I blinked. “I’m not sure I understand, your Highness.”
“His likes. His dislikes.” She laughed, shaking her head. “I sound like a child.”
My heart swelled as I watched her, looking about us, anywhere but at me. There was a shimmer in her eyes now. A collection of tears she refused to shed.
“You sound like someone Kaspar will be proud to have by his side.”
Her gaze struck me. Colour rose to her cheeks, “Really?”
I smiled. “You share Kaspar’s values. And the fact that you are here, asking for advice from a fool tells me that you are not prideful.” She blushed harder. “Kaspar likes that his title means that he can help the kingdom, but I’m sure if he had not been born royal, he’d be just as content being a stable boy.”
She laughed. “A stable boy?”
“He loves his horses. If you want a way to get to his heart, it’s though his stallion, Bucky.”
She nodded so deep that if she had lifted her skirt it would have been a courtesy. She seemed to catch herself and quickly straightened. “Thank you, Wallace.”
“You’re welcome, your Highness.”
She picked herself up and left. I watched as she walked across the arena, the soft sway of her hips making her skirts swish about her ankles. She paused before Kaspar’s dressing tent but then seemed to change her mind and continued toward the palace, seemingly very aware of the two guards slipping into a step behind her.

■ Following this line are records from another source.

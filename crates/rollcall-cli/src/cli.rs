use std::path::PathBuf;

use clap::{ArgAction, Args, Parser, Subcommand};

#[cfg(feature = "dlib")]
const BACKEND_NOTE: &str = "Face extraction uses the dlib backend.";
#[cfg(not(feature = "dlib"))]
const BACKEND_NOTE: &str = "Built without a face backend: extract, enroll and mark exit with \
     code 4 (model unavailable). Rebuild with `--features dlib` to link dlib.";

#[derive(Debug, Parser)]
#[command(
    name = "rollcall",
    version,
    about = "Face-verified student attendance: enroll, mark time-in/time-out, review history",
    after_help = BACKEND_NOTE
)]
pub struct Cli {
    /// Emit machine-readable JSON on stdout
    #[arg(long, global = true)]
    pub json: bool,

    /// Increase log verbosity (-v debug, -vv trace). RUST_LOG takes precedence
    #[arg(short, long, action = ArgAction::Count, global = true)]
    pub verbose: u8,

    #[command(subcommand)]
    pub command: Commands,
}

#[derive(Debug, Clone, Copy, PartialEq, Eq)]
pub enum OutputMode {
    Human,
    Json,
}

impl From<bool> for OutputMode {
    fn from(json: bool) -> Self {
        if json {
            OutputMode::Json
        } else {
            OutputMode::Human
        }
    }
}

impl Cli {
    pub fn output_mode(&self) -> OutputMode {
        OutputMode::from(self.json)
    }
}

#[derive(Debug, Subcommand)]
pub enum Commands {
    /// Extract a face signature from a photo without storing anything
    Extract(ExtractArgs),
    /// Enroll (or re-enroll) a student's reference photo
    Enroll(EnrollArgs),
    /// Mark attendance for a student from a fresh photo
    Mark(MarkArgs),
    /// List recorded attendance sessions, newest first
    History(HistoryArgs),
}

/// Face model overrides shared by every command that runs extraction.
#[derive(Debug, Clone, Default, Args)]
pub struct ModelArgs {
    /// dlib 68-point landmark predictor (falls back to config, then $DLIB_LANDMARK_MODEL)
    #[arg(long, value_name = "PATH")]
    pub landmark_model: Option<PathBuf>,

    /// dlib ResNet face encoder (falls back to config, then $DLIB_ENCODER_MODEL)
    #[arg(long, value_name = "PATH")]
    pub encoder_model: Option<PathBuf>,

    /// Number of jitter passes when computing the embedding
    #[arg(long, value_name = "COUNT")]
    pub jitters: Option<u32>,
}

#[derive(Debug, Clone, Args)]
pub struct ExtractArgs {
    /// JPEG or PNG photo
    pub photo: PathBuf,

    #[command(flatten)]
    pub models: ModelArgs,
}

#[derive(Debug, Clone, Args)]
pub struct EnrollArgs {
    #[arg(long)]
    pub student: String,

    /// JPEG or PNG reference photo
    pub photo: PathBuf,

    /// Directory holding signatures and sessions
    #[arg(long, value_name = "DIR")]
    pub store_dir: Option<PathBuf>,

    #[command(flatten)]
    pub models: ModelArgs,
}

#[derive(Debug, Clone, Args)]
pub struct MarkArgs {
    #[arg(long)]
    pub student: String,

    /// JPEG or PNG photo taken now
    pub photo: PathBuf,

    #[arg(long, value_name = "DIR")]
    pub store_dir: Option<PathBuf>,

    /// Largest Euclidean distance accepted as a match
    #[arg(long, value_name = "DISTANCE")]
    pub threshold: Option<f64>,

    #[command(flatten)]
    pub models: ModelArgs,
}

#[derive(Debug, Clone, Args)]
pub struct HistoryArgs {
    /// Limit the listing to one student
    #[arg(long)]
    pub student: Option<String>,

    #[arg(long, value_name = "DIR")]
    pub store_dir: Option<PathBuf>,
}
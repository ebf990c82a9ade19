pub mod extractor;
pub mod signature;
pub mod store;
pub mod verifier;

#[cfg(feature = "dlib")]
pub use extractor::DlibBackend;
pub use extractor::{
    select_face, BoundingBox, DetectedFace, DEFAULT_JITTERS, EnvModelPathResolver, Extraction,
    ExtractionSettings, FaceEmbeddingBackend, FaceModelPaths, ModelPathResolver,
    MultiFacePolicy, SignatureExtractor,
};

pub use signature::{
    euclidean_distance, FaceSignature, DEFAULT_EMBEDDING_DIMENSION, MAX_EMBEDDING_DIMENSION,
};

pub use store::FilesystemSignatureStore;

pub use verifier::{verify, MatchThreshold, VerificationOutcome, DEFAULT_MATCH_THRESHOLD};
use std::any::Any;
use std::process::ExitCode;

use tracing::debug;

use crate::cli::{MarkArgs, OutputMode};
use crate::commands::CommandHandler;
use crate::errors::{AppResult, REJECTED_EXIT_CODE};
use crate::output::render_mark;
use crate::workflow::{self, MarkOutcome};

pub struct MarkHandler {
    args: MarkArgs,
    run: Box<dyn Fn(&MarkArgs) -> AppResult<MarkOutcome> + Send + Sync>,
    render: Box<dyn Fn(&MarkOutcome, OutputMode, bool) -> AppResult<()> + Send + Sync>,
}

impl MarkHandler {
    pub fn new(args: MarkArgs) -> Self {
        Self::with_dependencies(args, workflow::run_mark, render_mark)
    }

    pub fn with_dependencies(
        args: MarkArgs,
        run: impl Fn(&MarkArgs) -> AppResult<MarkOutcome> + Send + Sync + 'static,
        render: impl Fn(&MarkOutcome, OutputMode, bool) -> AppResult<()> + Send + Sync + 'static,
    ) -> Self {
        Self {
            args,
            run: Box::new(run),
            render: Box::new(render),
        }
    }
}

impl CommandHandler for MarkHandler {
    /// Rejected photos are rendered like any other outcome but exit non-zero.
    fn execute(&self, mode: OutputMode, verbose: bool) -> AppResult<ExitCode> {
        let outcome = (self.run)(&self.args)?;
        (self.render)(&outcome, mode, verbose)?;
        if outcome.outcome.is_accepted() {
            Ok(ExitCode::SUCCESS)
        } else {
            debug!(student = %outcome.student, "attendance not accepted");
            Ok(ExitCode::from(REJECTED_EXIT_CODE))
        }
    }

    fn as_any(&self) -> &dyn Any {
        self
    }
}
use std::fs;
use std::io;
use std::path::{Path, PathBuf};

use rollcall_face_core::faces::{
    MultiFacePolicy, DEFAULT_EMBEDDING_DIMENSION, DEFAULT_JITTERS, DEFAULT_MATCH_THRESHOLD,
};
use serde::Deserialize;
use thiserror::Error;

pub const PRIMARY_CONFIG_PATH: &str = "/etc/rollcall/config.toml";
pub const SECONDARY_CONFIG_PATH: &str = "/usr/local/etc/rollcall/config.toml";
pub const DEFAULT_UTC_OFFSET_MINUTES: i32 = 0;
pub const DEFAULT_STORE_DIR: &str = "/var/lib/rollcall";

#[derive(Debug, Clone, Deserialize, Default)]
#[serde(deny_unknown_fields)]
pub struct ConfigFile {
    pub match_threshold: Option<f64>,
    pub embedding_dimension: Option<usize>,
    pub multi_face_policy: Option<MultiFacePolicy>,
    pub utc_offset_minutes: Option<i32>,
    pub store_dir: Option<PathBuf>,
    pub landmark_model: Option<PathBuf>,
    pub encoder_model: Option<PathBuf>,
    pub jitters: Option<u32>,
}

/// File values with defaults filled in. `store_dir` stays optional because the
/// environment ranks between the file and [`DEFAULT_STORE_DIR`].
#[derive(Debug, Clone, PartialEq)]
pub struct ResolvedConfig {
    pub match_threshold: f64,
    pub embedding_dimension: usize,
    pub multi_face_policy: MultiFacePolicy,
    pub utc_offset_minutes: i32,
    pub store_dir: Option<PathBuf>,
    pub landmark_model: Option<PathBuf>,
    pub encoder_model: Option<PathBuf>,
    pub jitters: u32,
}

impl ResolvedConfig {
    pub fn from_raw(raw: ConfigFile) -> Self {
        Self {
            match_threshold: raw.match_threshold.unwrap_or(DEFAULT_MATCH_THRESHOLD),
            embedding_dimension: raw
                .embedding_dimension
                .unwrap_or(DEFAULT_EMBEDDING_DIMENSION),
            multi_face_policy: raw.multi_face_policy.unwrap_or_default(),
            utc_offset_minutes: raw
                .utc_offset_minutes
                .unwrap_or(DEFAULT_UTC_OFFSET_MINUTES),
            store_dir: raw.store_dir,
            landmark_model: raw.landmark_model,
            encoder_model: raw.encoder_model,
            jitters: raw.jitters.unwrap_or(DEFAULT_JITTERS).max(1),
        }
    }
}

impl Default for ResolvedConfig {
    fn default() -> Self {
        Self::from_raw(ConfigFile::default())
    }
}

/// A parsed config file together with the path it came from.
#[derive(Debug, Clone)]
pub struct LoadedConfig {
    pub contents: ConfigFile,
    pub source: PathBuf,
}

impl LoadedConfig {
    pub fn source(&self) -> &Path {
        &self.source
    }
}

#[derive(Debug, Error)]
pub enum ConfigError {
    #[error("cannot read config {path}: {source}")]
    Read {
        path: PathBuf,
        #[source]
        source: io::Error,
    },
    #[error("config {path} is malformed: {message}")]
    Parse { path: PathBuf, message: String },
}

impl ConfigError {
    pub fn path(&self) -> &Path {
        match self {
            ConfigError::Read { path, .. } | ConfigError::Parse { path, .. } => path,
        }
    }
}

pub fn default_sources() -> [PathBuf; 2] {
    [PRIMARY_CONFIG_PATH, SECONDARY_CONFIG_PATH].map(PathBuf::from)
}

pub fn load_config() -> Result<Option<LoadedConfig>, ConfigError> {
    load_from_paths(&default_sources())
}

/// Parses the first candidate that exists. A present but unreadable or
/// malformed file is an error rather than a reason to try the next path.
pub fn load_from_paths(paths: &[PathBuf]) -> Result<Option<LoadedConfig>, ConfigError> {
    for path in paths {
        let Some(text) = read_if_present(path)? else {
            continue;
        };
        let contents = toml::from_str::<ConfigFile>(&text).map_err(|err| ConfigError::Parse {
            path: path.clone(),
            message: err.message().to_string(),
        })?;
        return Ok(Some(LoadedConfig {
            contents,
            source: path.clone(),
        }));
    }
    Ok(None)
}

fn read_if_present(path: &Path) -> Result<Option<String>, ConfigError> {
    match fs::read_to_string(path) {
        Ok(text) => Ok(Some(text)),
        Err(err) if err.kind() == io::ErrorKind::NotFound => Ok(None),
        Err(source) => Err(ConfigError::Read {
            path: path.to_path_buf(),
            source,
        }),
    }
}

#[cfg(test)]
mod tests {
    use super::*;
    use tempfile::{tempdir, TempDir};

    fn write(dir: &TempDir, name: &str, body: &str) -> PathBuf {
        let path = dir.path().join(name);
        fs::write(&path, body).unwrap();
        path
    }

    #[test]
    fn earlier_candidate_shadows_later_one() {
        let dir = tempdir().unwrap();
        let etc = write(&dir, "etc.toml", "match_threshold = 0.5");
        let local = write(&dir, "local.toml", "match_threshold = 0.4");

        let loaded = load_from_paths(&[etc.clone(), local]).unwrap().unwrap();
        assert_eq!(loaded.source(), etc.as_path());
        assert_eq!(loaded.contents.match_threshold, Some(0.5));
    }

    #[test]
    fn missing_candidates_are_skipped() {
        let dir = tempdir().unwrap();
        let local = write(&dir, "local.toml", "multi_face_policy = \"reject\"");

        let loaded = load_from_paths(&[dir.path().join("absent.toml"), local.clone()])
            .unwrap()
            .unwrap();
        assert_eq!(loaded.source, local);
        assert_eq!(loaded.contents.multi_face_policy, Some(MultiFacePolicy::Reject));
    }

    #[test]
    fn no_candidates_means_no_config() {
        assert!(load_from_paths(&[]).unwrap().is_none());
    }

    #[test]
    fn malformed_files_report_their_path() {
        let dir = tempdir().unwrap();
        for (name, body) in [
            ("table.toml", "store_dir = { nested = true }"),
            ("policy.toml", "multi_face_policy = \"first\""),
            ("typo.toml", "match_treshold = 0.5"),
        ] {
            let path = write(&dir, name, body);
            let err = load_from_paths(&[path.clone()]).unwrap_err();
            assert!(matches!(err, ConfigError::Parse { .. }), "{name}: {err}");
            assert_eq!(err.path(), path.as_path());
        }
    }

    #[test]
    fn unreadable_candidate_stops_the_search() {
        let dir = tempdir().unwrap();
        let as_dir = dir.path().join("config.toml");
        fs::create_dir_all(&as_dir).unwrap();
        let fallback = write(&dir, "fallback.toml", "jitters = 2");

        match load_from_paths(&[as_dir.clone(), fallback]).unwrap_err() {
            ConfigError::Read { path, .. } => assert_eq!(path, as_dir),
            other => panic!("unexpected error: {other:?}"),
        }
    }

    #[test]
    fn defaults_fill_every_key() {
        assert_eq!(
            ResolvedConfig::default(),
            ResolvedConfig {
                match_threshold: DEFAULT_MATCH_THRESHOLD,
                embedding_dimension: DEFAULT_EMBEDDING_DIMENSION,
                multi_face_policy: MultiFacePolicy::Largest,
                utc_offset_minutes: DEFAULT_UTC_OFFSET_MINUTES,
                store_dir: None,
                landmark_model: None,
                encoder_model: None,
                jitters: DEFAULT_JITTERS,
            }
        );
    }

    #[test]
    fn file_values_override_defaults() {
        let dir = tempdir().unwrap();
        let path = write(
            &dir,
            "config.toml",
            "utc_offset_minutes = 480\nstore_dir = \"/srv/rollcall\"\njitters = 0\n\
             encoder_model = \"/opt/dlib/encoder.dat\"\n",
        );

        let loaded = load_from_paths(&[path]).unwrap().unwrap();
        let resolved = ResolvedConfig::from_raw(loaded.contents);
        assert_eq!(resolved.utc_offset_minutes, 480);
        assert_eq!(resolved.store_dir, Some(PathBuf::from("/srv/rollcall")));
        assert_eq!(
            resolved.encoder_model,
            Some(PathBuf::from("/opt/dlib/encoder.dat"))
        );
        assert_eq!(resolved.jitters, 1);
        assert_eq!(resolved.match_threshold, DEFAULT_MATCH_THRESHOLD);
    }
}
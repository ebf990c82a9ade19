use std::fs;
use std::io::{self, BufWriter, Write};
use std::path::{Path, PathBuf};

use tempfile::NamedTempFile;

use crate::attendance::StudentId;
use crate::errors::SignatureStoreError;
use crate::faces::signature::FaceSignature;

const SIGNATURE_DIR: &str = "signatures";
const SIGNATURE_EXTENSION: &str = "sig";

/// Enrolled signatures as raw little-endian bytes, one file per student.
#[derive(Debug, Clone)]
pub struct FilesystemSignatureStore {
    root: PathBuf,
}

impl FilesystemSignatureStore {
    pub fn new(store_dir: impl Into<PathBuf>) -> Self {
        Self {
            root: store_dir.into().join(SIGNATURE_DIR),
        }
    }

    pub fn path_for(&self, student: &StudentId) -> PathBuf {
        self.root.join(format!("{}.{SIGNATURE_EXTENSION}", student.as_str()))
    }

    /// Returns `None` when the student never enrolled.
    pub fn load(&self, student: &StudentId) -> Result<Option<Vec<u8>>, SignatureStoreError> {
        let path = self.path_for(student);
        match fs::read(&path) {
            Ok(bytes) => Ok(Some(bytes)),
            Err(err) if err.kind() == io::ErrorKind::NotFound => Ok(None),
            Err(source) => Err(SignatureStoreError::Read { path, source }),
        }
    }

    /// Replaces any previous enrollment atomically.
    pub fn save(
        &self,
        student: &StudentId,
        signature: &FaceSignature,
    ) -> Result<PathBuf, SignatureStoreError> {
        let path = self.path_for(student);
        write_atomically(&path, &signature.to_bytes()).map_err(|source| {
            SignatureStoreError::Write {
                path: path.clone(),
                source,
            }
        })?;
        Ok(path)
    }
}

fn write_atomically(path: &Path, bytes: &[u8]) -> io::Result<()> {
    let parent = path.parent().unwrap_or_else(|| Path::new("."));
    fs::create_dir_all(parent)?;

    let mut tmp = NamedTempFile::new_in(parent)?;
    {
        let mut writer = BufWriter::new(tmp.as_file_mut());
        writer.write_all(bytes)?;
        writer.flush()?;
    }
    tmp.as_file().sync_all()?;

    let file = tmp.persist(path).map_err(|err| err.error)?;

    #[cfg(unix)]
    {
        use std::os::unix::fs::PermissionsExt;
        let mut perms = file.metadata()?.permissions();
        perms.set_mode(0o600);
        file.set_permissions(perms)?;
    }
    #[cfg(not(unix))]
    drop(file);

    Ok(())
}
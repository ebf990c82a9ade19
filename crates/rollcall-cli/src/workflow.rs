use std::fs;
use std::path::{Path, PathBuf};

use chrono::{DateTime, Utc};
use rollcall_face_core::attendance::{
    AttendanceOutcome, AttendanceService, AttendanceSession, FilesystemSessionStore,
    SessionStore, SessionTracker, StudentId,
};
use rollcall_face_core::errors::ExtractionError;
use rollcall_face_core::faces::{
    BoundingBox, FaceEmbeddingBackend, FilesystemSignatureStore, SignatureExtractor,
};
use tracing::{debug, info};

use crate::cli::{EnrollArgs, ExtractArgs, HistoryArgs, MarkArgs};
use crate::config::{self, RuntimeSettings, SettingsOverrides};
use crate::errors::{AppError, AppResult};

pub type BoxedBackend = Box<dyn FaceEmbeddingBackend>;

#[derive(Debug, Clone)]
pub struct ExtractOutcome {
    pub photo: PathBuf,
    pub dimension: usize,
    pub faces_detected: usize,
    pub bounding_box: BoundingBox,
    pub image_width: u32,
    pub image_height: u32,
    pub signature: Vec<f64>,
    pub logs: Vec<String>,
}

#[derive(Debug, Clone)]
pub struct EnrollOutcome {
    pub student: StudentId,
    pub signature_path: PathBuf,
    pub dimension: usize,
    pub replaced: bool,
    pub logs: Vec<String>,
}

#[derive(Debug, Clone)]
pub struct MarkOutcome {
    pub student: StudentId,
    pub at: DateTime<Utc>,
    pub outcome: AttendanceOutcome,
    pub logs: Vec<String>,
}

#[derive(Debug, Clone)]
pub struct HistoryOutcome {
    pub student: Option<StudentId>,
    pub sessions: Vec<AttendanceSession>,
}

pub fn run_extract(args: &ExtractArgs) -> AppResult<ExtractOutcome> {
    let settings = config::load_settings(&SettingsOverrides::default().with_models(&args.models))?;
    let backend = load_backend(&settings)?;
    run_extract_with(args, &settings, backend)
}

pub fn run_extract_with<B: FaceEmbeddingBackend>(
    args: &ExtractArgs,
    settings: &RuntimeSettings,
    backend: B,
) -> AppResult<ExtractOutcome> {
    let photo = read_photo(&args.photo)?;
    let extractor = SignatureExtractor::new(backend, settings.extraction);
    let extraction = extractor.extract_detailed(&photo)?;

    let mut logs = vec![format!(
        "Decoded {} ({}x{})",
        args.photo.display(),
        extraction.image_width,
        extraction.image_height
    )];
    if extraction.faces_detected > 1 {
        logs.push(format!(
            "{} faces detected; kept the most prominent",
            extraction.faces_detected
        ));
    }

    Ok(ExtractOutcome {
        photo: args.photo.clone(),
        dimension: extraction.signature.dimension(),
        faces_detected: extraction.faces_detected,
        bounding_box: extraction.bounding_box,
        image_width: extraction.image_width,
        image_height: extraction.image_height,
        signature: extraction.signature.values().to_vec(),
        logs,
    })
}

pub fn run_enroll(args: &EnrollArgs) -> AppResult<EnrollOutcome> {
    let overrides = SettingsOverrides {
        store_dir: args.store_dir.clone(),
        ..SettingsOverrides::default()
    }
    .with_models(&args.models);
    let settings = config::load_settings(&overrides)?;
    let backend = load_backend(&settings)?;
    run_enroll_with(args, &settings, backend)
}

/// Extracts and persists the reference signature.
///
/// The previous signature, if any, is only replaced once extraction succeeds.
pub fn run_enroll_with<B: FaceEmbeddingBackend>(
    args: &EnrollArgs,
    settings: &RuntimeSettings,
    backend: B,
) -> AppResult<EnrollOutcome> {
    let student = StudentId::parse(args.student.as_str())?;
    let photo = read_photo(&args.photo)?;
    let service = service(settings, backend);

    let signature = service.enroll(&student, &photo)?;
    let signatures = FilesystemSignatureStore::new(&settings.store_dir);
    let replaced = signatures.load(&student)?.is_some();
    let signature_path = signatures.save(&student, &signature)?;
    info!(student = %student, path = %signature_path.display(), replaced, "signature enrolled");

    let mut logs = vec![format!("Extracted signature from {}", args.photo.display())];
    if replaced {
        logs.push(format!("Replaced previous enrollment for {student}"));
    }

    Ok(EnrollOutcome {
        student,
        signature_path,
        dimension: signature.dimension(),
        replaced,
        logs,
    })
}

pub fn run_mark(args: &MarkArgs) -> AppResult<MarkOutcome> {
    let overrides = SettingsOverrides {
        store_dir: args.store_dir.clone(),
        threshold: args.threshold,
        ..SettingsOverrides::default()
    }
    .with_models(&args.models);
    let settings = config::load_settings(&overrides)?;
    let backend = load_backend(&settings)?;
    run_mark_with(args, &settings, backend, Utc::now())
}

pub fn run_mark_with<B: FaceEmbeddingBackend>(
    args: &MarkArgs,
    settings: &RuntimeSettings,
    backend: B,
    now: DateTime<Utc>,
) -> AppResult<MarkOutcome> {
    let student = StudentId::parse(args.student.as_str())?;
    let photo = read_photo(&args.photo)?;
    let stored = FilesystemSignatureStore::new(&settings.store_dir).load(&student)?;
    let service = service(settings, backend);

    let outcome = service.mark_attendance(&student, stored.as_deref(), &photo, now)?;
    let mut logs = Vec::new();
    if let Some(distance) = outcome_distance(&outcome) {
        logs.push(format!(
            "Distance {distance:.4} (threshold {:.4})",
            settings.threshold.value()
        ));
    }
    logs.push(format!(
        "Attendance day {} (UTC{})",
        settings.calendar.day_of(now),
        settings.calendar.offset()
    ));

    Ok(MarkOutcome {
        student,
        at: now,
        outcome,
        logs,
    })
}

pub fn run_history(args: &HistoryArgs) -> AppResult<HistoryOutcome> {
    let overrides = SettingsOverrides {
        store_dir: args.store_dir.clone(),
        ..SettingsOverrides::default()
    };
    let settings = config::load_settings(&overrides)?;
    run_history_with(args, &FilesystemSessionStore::new(&settings.store_dir))
}

pub fn run_history_with<S: SessionStore>(
    args: &HistoryArgs,
    store: &S,
) -> AppResult<HistoryOutcome> {
    let student = args
        .student
        .as_deref()
        .map(StudentId::parse)
        .transpose()?;
    let sessions = match &student {
        Some(student) => store.history(student)?,
        None => store.all()?,
    };
    debug!(count = sessions.len(), "loaded attendance history");
    Ok(HistoryOutcome { student, sessions })
}

fn service<B: FaceEmbeddingBackend>(
    settings: &RuntimeSettings,
    backend: B,
) -> AttendanceService<B, FilesystemSessionStore> {
    AttendanceService::new(
        SignatureExtractor::new(backend, settings.extraction),
        SessionTracker::new(
            FilesystemSessionStore::new(&settings.store_dir),
            settings.calendar,
        ),
        settings.threshold,
    )
}

fn outcome_distance(outcome: &AttendanceOutcome) -> Option<f64> {
    match outcome {
        AttendanceOutcome::TimeInRecorded { distance, .. }
        | AttendanceOutcome::TimeOutRecorded { distance, .. }
        | AttendanceOutcome::AlreadyCompleted { distance, .. }
        | AttendanceOutcome::NoMatch { distance } => Some(*distance),
        AttendanceOutcome::NoEnrollment | AttendanceOutcome::ExtractionFailed { .. } => None,
    }
}

fn read_photo(path: &Path) -> AppResult<Vec<u8>> {
    fs::read(path).map_err(|source| AppError::PhotoRead {
        path: path.to_path_buf(),
        source,
    })
}

#[cfg(feature = "dlib")]
pub fn load_backend(settings: &RuntimeSettings) -> Result<BoxedBackend, ExtractionError> {
    use rollcall_face_core::faces::{DlibBackend, EnvModelPathResolver, ModelPathResolver};

    let paths = EnvModelPathResolver.resolve(
        settings.landmark_model.as_deref(),
        settings.encoder_model.as_deref(),
    )?;
    Ok(Box::new(DlibBackend::new(&paths)?))
}

#[cfg(not(feature = "dlib"))]
pub fn load_backend(_settings: &RuntimeSettings) -> Result<BoxedBackend, ExtractionError> {
    Err(ExtractionError::ModelUnavailable {
        path: None,
        message: "rollcall was built without the `dlib` feature".into(),
    })
}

I was alone again, gazing over at the tent where I had just kissed her husband. The backs of my eyes burned. Once again, my lunch made itself known. I gulped hard, swallowing it back down. My motley suddenly felt stuffy in the heat. I took off my hat and threw it to the ground before dropping my head in my hands and grabbing two fistfuls of hair.
“What are you doing?” I whispered to myself, letting the tears finally fall.